For years, Julian Assange’s opponents argued that the rationale for his remaining in the Ecuadorean embassy in London — that the United States would seek to extradite him in relation to the Chelsea Manning material the moment he left the building — was false. Assange just wanted to avoid facing allegations of sexual assault in Sweden, they insisted — however inconsistent, strange and politicised the process around those allegations actually was — and the possibility of extradition to the US was a fiction, a distraction. Some, like Bob Carr when he was foreign minister, rejected the idea there was any US investigation at all into Assange.
This required some rapid shifting of position when, the moment Assange was removed from the Ecuadorean embassy, the US indeed revealed its desire to extradite him. You might have thought there would be some mea culpas. Instead, the argument from Assange’s critics, ranging from national security commentators to lawyers to journalists, became that his extradition case wasn’t a threat to a free press (never mind that Donald Trump has repeatedly labelled the media “enemies of the people”) because it related to Assange’s actions as a “hacker”, not a journalist. The aptly named Robert Hackett summed up the “Assange is no journalist” case succinctly for the multinational-owned business magazine Fortune:
What separates Assange from a journalist or publisher is specific. Assange allegedly attempted to crack a ‘hashed’ password which protected a classified Defense Department network. According to the court filing, Assange encouraged his source, Chelsea Manning, then an intelligence analyst with the U.S. Army, to steal classified information, and then he actively participated in attempts to hack deeper into U.S. systems. That is not journalism; it is, by law, criminality.
The only small problem is, according to the actual indictment, the phrase “actively participated in attempts to hack deeper into U.S. systems” is wrong. The indictment says something quite different:
On or about March 8, 2010, Assange agreed to assist Manning in cracking a password stored on United States Department of Defense computers connected to the Secret Internet Protocol Network, a United States government network used for classified documents and communications…
The portion of the password Manning gave to Assange to crack was stored as a ‘hash value’ in a computer file that was accessible only by users with administrative-level privileges. Manning did not having administrative-level privileges, and used special software, namely a Linux operating system, to access the computer file and obtain the portion of the password provided to Assange.
Cracking the password would have allowed Manning to log onto the computers under a username that did not belong to her. Such a measure would have made it more difficult for investigators to identify Manning as the sources of disclosures of classified information.
So, based on the indictment itself, the “hacking” allegedly perpetrated by Assange — in fact there is no evidence he succeeded in cracking the password — was to protect the identity of the whistleblower, not to “hack deeper into US systems”. And just to make it double clear, in the faintly ridiculous section of the indictment where the details of the Assange-Manning “conspiracy” are outlined (like using an encrypted communication platform, which journalists, politicians and intelligence officials also do all the time), the indictment states “it was part of the conspiracy that Assange and Manning took measures to conceal Manning as the source of the disclosure of classified records to Wikileaks.”
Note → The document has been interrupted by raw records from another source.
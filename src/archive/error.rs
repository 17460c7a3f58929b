use thiserror::Error;

/// Failures that end an upload invocation.
#[derive(Debug, Error)]
pub enum UploadError {
    #[error("No files attached. Please provide at least one file.")]
    NoAttachments,

    #[error("Too many files attached ({count}). At most {limit} files can be uploaded at once.")]
    TooManyAttachments { count: usize, limit: usize },

    #[error("File `{filename}` exceeds the {limit} limit.")]
    AttachmentTooLarge { filename: String, limit: String },

    #[error("{0}")]
    Staging(String),

    #[error("{0}")]
    Remote(String),
}

impl UploadError {
    /// Rejected before any file was staged.
    pub fn is_validation(&self) -> bool {
        matches!(
            self,
            UploadError::NoAttachments
                | UploadError::TooManyAttachments { .. }
                | UploadError::AttachmentTooLarge { .. }
        )
    }

    /// Text shown to the invoking user as the final reply.
    pub fn user_message(&self) -> String {
        match self {
            UploadError::Staging(msg) => {
                format!("An error occurred while saving attachments: {msg}")
            }
            UploadError::Remote(msg) => format!("An error occurred during upload: {msg}"),
            other => other.to_string(),
        }
    }
}

#[cfg(test)]
mod tests {
    use super::*;

    #[test]
    fn validation_messages_are_shown_verbatim() {
        let err = UploadError::AttachmentTooLarge {
            filename: "big.iso".into(),
            limit: "100MB".into(),
        };
        assert!(err.is_validation());
        assert_eq!(err.user_message(), "File `big.iso` exceeds the 100MB limit.");
        assert!(UploadError::NoAttachments
            .user_message()
            .contains("at least one file"));
    }

    #[test]
    fn remote_errors_are_prefixed() {
        let err = UploadError::Remote("503 Slow Down".into());
        assert!(!err.is_validation());
        assert_eq!(
            err.user_message(),
            "An error occurred during upload: 503 Slow Down"
        );
    }
}
//! Archive — attachment staging, identifier selection, metadata assembly,
//! and upload to the Internet Archive.

pub mod client;
pub mod error;
pub mod executor;
pub mod identifier;
pub mod metadata;
pub mod mime;
pub mod schema;
pub mod storage;

pub use client::{ArchiveService, IaClient, IaCredentials};
pub use error::UploadError;
pub use executor::UploadExecutor;
pub use metadata::MetadataAssembler;
pub use schema::{AttachmentDescriptor, Invocation, MetadataRecord, MetadataValue};
pub use storage::{AttachmentFetcher, HttpFetcher, StagingArea};
use serde::ser::{Serialize, SerializeMap, Serializer};

/// One file supplied with a command invocation (not the bytes themselves).
#[derive(Debug, Clone, PartialEq, Eq)]
pub struct AttachmentDescriptor {
    pub filename: String,
    pub size: u64,
    pub url: String,
}

impl AttachmentDescriptor {
    pub fn new(filename: impl Into<String>, size: u64, url: impl Into<String>) -> Self {
        Self {
            filename: filename.into(),
            size,
            url: url.into(),
        }
    }
}

/// A single `/upload` call as delivered by the chat layer.
#[derive(Debug, Clone)]
pub struct Invocation {
    pub attachments: Vec<AttachmentDescriptor>,
    pub user_name: String,
    pub custom_metadata: Option<String>,
}

/// Value side of a metadata entry: a scalar, or a list once a key repeats.
#[derive(Debug, Clone, PartialEq, Eq)]
pub enum MetadataValue {
    Single(String),
    Many(Vec<String>),
}

impl MetadataValue {
    pub fn as_single(&self) -> Option<&str> {
        match self {
            MetadataValue::Single(v) => Some(v),
            MetadataValue::Many(_) => None,
        }
    }

    fn push(&mut self, value: String) {
        match self {
            MetadataValue::Single(existing) => {
                let first = std::mem::take(existing);
                *self = MetadataValue::Many(vec![first, value]);
            }
            MetadataValue::Many(vs) => vs.push(value),
        }
    }
}

impl std::fmt::Display for MetadataValue {
    fn fmt(&self, f: &mut std::fmt::Formatter<'_>) -> std::fmt::Result {
        match self {
            MetadataValue::Single(v) => write!(f, "{v}"),
            MetadataValue::Many(vs) => write!(f, "[{}]", vs.join(", ")),
        }
    }
}

impl From<&str> for MetadataValue {
    fn from(value: &str) -> Self {
        MetadataValue::Single(value.to_string())
    }
}

impl From<String> for MetadataValue {
    fn from(value: String) -> Self {
        MetadataValue::Single(value)
    }
}

impl Serialize for MetadataValue {
    fn serialize<S: Serializer>(&self, serializer: S) -> Result<S::Ok, S::Error> {
        match self {
            MetadataValue::Single(v) => serializer.serialize_str(v),
            MetadataValue::Many(vs) => vs.serialize(serializer),
        }
    }
}

/// Insertion-ordered metadata map with unique keys.
#[derive(Debug, Clone, Default, PartialEq, Eq)]
pub struct MetadataRecord {
    entries: Vec<(String, MetadataValue)>,
}

impl MetadataRecord {
    pub fn new() -> Self {
        Self::default()
    }

    /// Insert or replace. A replaced key keeps its position.
    pub fn set(&mut self, key: impl Into<String>, value: impl Into<MetadataValue>) {
        let key = key.into();
        let value = value.into();
        match self.entries.iter_mut().find(|(k, _)| *k == key) {
            Some((_, slot)) => *slot = value,
            None => self.entries.push((key, value)),
        }
    }

    /// Insert, or extend an existing key into a list.
    pub fn append(&mut self, key: impl Into<String>, value: impl Into<String>) {
        let key = key.into();
        let value = value.into();
        match self.entries.iter_mut().find(|(k, _)| *k == key) {
            Some((_, slot)) => slot.push(value),
            None => self.entries.push((key, MetadataValue::Single(value))),
        }
    }

    /// Overlay every entry of `other` onto this record.
    pub fn merge(&mut self, other: MetadataRecord) {
        for (key, value) in other.entries {
            self.set(key, value);
        }
    }

    pub fn get(&self, key: &str) -> Option<&MetadataValue> {
        self.entries.iter().find(|(k, _)| k == key).map(|(_, v)| v)
    }

    pub fn iter(&self) -> impl Iterator<Item = (&str, &MetadataValue)> {
        self.entries.iter().map(|(k, v)| (k.as_str(), v))
    }

    pub fn len(&self) -> usize {
        self.entries.len()
    }

    pub fn is_empty(&self) -> bool {
        self.entries.is_empty()
    }
}

impl Serialize for MetadataRecord {
    fn serialize<S: Serializer>(&self, serializer: S) -> Result<S::Ok, S::Error> {
        let mut map = serializer.serialize_map(Some(self.entries.len()))?;
        for (key, value) in &self.entries {
            map.serialize_entry(key, value)?;
        }
        map.end()
    }
}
So the US government itself acknowledges that, to the extent that Assange participated in any “hacking”, it was in relation to protecting the identity of his source, not obtaining further information. In fact, Assange did what any good journalist should do: minimise his source’s chances of being found out. But that is now conspiracy to commit a crime in the eyes of the US government.
One suspects this crucial nuance will be one of the many facts conveniently omitted in the coverage of Assange — like the fact that he was never charged with sexual assault, or that one prosecutor had already dropped the case, or that the US government could produce no evidence of harm from the WikiLeaks cables at the trial of Chelsea Manning, who is now back behind bars indefinitely for refusing to give evidence about WikiLeaks. But Assange’s critics can’t wish away his journalistic credentials on the basis of half-arsed claims of “hacking”.